● To do
Search the records for the string "Recover" and report how many lines contain it, with nothing else.

┄┄┄┄┄┄

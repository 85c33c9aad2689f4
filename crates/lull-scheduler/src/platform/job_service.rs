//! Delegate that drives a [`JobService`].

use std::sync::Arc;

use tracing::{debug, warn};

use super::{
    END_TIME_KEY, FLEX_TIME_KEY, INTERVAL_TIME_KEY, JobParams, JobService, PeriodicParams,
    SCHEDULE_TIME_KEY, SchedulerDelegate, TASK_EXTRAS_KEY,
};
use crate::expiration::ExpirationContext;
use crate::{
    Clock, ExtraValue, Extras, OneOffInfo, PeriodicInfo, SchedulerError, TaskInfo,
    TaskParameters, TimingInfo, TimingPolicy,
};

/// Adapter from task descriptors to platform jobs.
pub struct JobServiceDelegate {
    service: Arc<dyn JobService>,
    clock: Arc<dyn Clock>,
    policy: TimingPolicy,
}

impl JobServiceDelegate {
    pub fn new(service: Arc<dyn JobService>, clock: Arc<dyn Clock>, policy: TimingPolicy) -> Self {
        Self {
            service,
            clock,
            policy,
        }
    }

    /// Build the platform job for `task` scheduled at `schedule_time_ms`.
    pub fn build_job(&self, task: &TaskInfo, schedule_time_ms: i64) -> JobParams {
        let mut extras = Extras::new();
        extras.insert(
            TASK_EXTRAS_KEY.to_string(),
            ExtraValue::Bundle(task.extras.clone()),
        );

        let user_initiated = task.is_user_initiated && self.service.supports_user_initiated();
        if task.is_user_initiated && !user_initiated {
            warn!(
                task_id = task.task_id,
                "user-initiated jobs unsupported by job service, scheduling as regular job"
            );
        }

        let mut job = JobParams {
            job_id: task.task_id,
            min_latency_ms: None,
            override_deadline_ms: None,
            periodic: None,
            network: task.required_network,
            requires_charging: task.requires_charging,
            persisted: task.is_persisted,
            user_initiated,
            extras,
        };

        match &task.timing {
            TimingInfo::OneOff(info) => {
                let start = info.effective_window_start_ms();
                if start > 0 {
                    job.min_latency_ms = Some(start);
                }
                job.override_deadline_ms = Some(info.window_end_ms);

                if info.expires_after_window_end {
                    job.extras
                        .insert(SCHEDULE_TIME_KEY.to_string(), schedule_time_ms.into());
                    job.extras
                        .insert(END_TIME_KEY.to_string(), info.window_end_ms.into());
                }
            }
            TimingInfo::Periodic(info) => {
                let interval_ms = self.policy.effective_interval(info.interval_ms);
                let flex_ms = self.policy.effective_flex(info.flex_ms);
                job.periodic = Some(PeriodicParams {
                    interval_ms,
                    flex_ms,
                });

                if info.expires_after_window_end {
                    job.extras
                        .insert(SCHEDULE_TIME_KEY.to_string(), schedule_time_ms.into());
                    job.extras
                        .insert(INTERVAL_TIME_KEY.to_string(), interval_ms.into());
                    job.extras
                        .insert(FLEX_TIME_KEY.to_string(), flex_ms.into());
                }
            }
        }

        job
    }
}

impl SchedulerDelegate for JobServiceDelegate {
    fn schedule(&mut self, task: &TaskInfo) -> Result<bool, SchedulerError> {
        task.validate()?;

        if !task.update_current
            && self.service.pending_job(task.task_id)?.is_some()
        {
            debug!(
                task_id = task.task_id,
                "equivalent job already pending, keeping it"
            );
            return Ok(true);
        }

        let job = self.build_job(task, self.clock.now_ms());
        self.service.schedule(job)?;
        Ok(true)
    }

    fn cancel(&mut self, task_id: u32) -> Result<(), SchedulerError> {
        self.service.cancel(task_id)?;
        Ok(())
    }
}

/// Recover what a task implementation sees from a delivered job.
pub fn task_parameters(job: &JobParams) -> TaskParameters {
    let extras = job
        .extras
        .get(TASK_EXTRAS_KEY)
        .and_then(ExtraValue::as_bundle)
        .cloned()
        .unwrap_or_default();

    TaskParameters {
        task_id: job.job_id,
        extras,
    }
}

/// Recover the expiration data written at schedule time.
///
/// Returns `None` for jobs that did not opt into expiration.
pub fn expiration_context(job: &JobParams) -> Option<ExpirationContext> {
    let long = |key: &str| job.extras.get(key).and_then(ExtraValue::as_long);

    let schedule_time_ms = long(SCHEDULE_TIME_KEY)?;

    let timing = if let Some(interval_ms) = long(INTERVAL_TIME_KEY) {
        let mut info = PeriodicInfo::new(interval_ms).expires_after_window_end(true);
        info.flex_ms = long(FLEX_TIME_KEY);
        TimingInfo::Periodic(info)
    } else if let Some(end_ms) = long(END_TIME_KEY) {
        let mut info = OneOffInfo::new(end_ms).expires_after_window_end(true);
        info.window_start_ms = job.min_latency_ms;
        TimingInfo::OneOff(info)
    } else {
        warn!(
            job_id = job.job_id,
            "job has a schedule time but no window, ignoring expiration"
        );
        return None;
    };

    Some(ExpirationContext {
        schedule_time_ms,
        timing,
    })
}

┄┄┄┄┄┄

● Answer to this exercise
2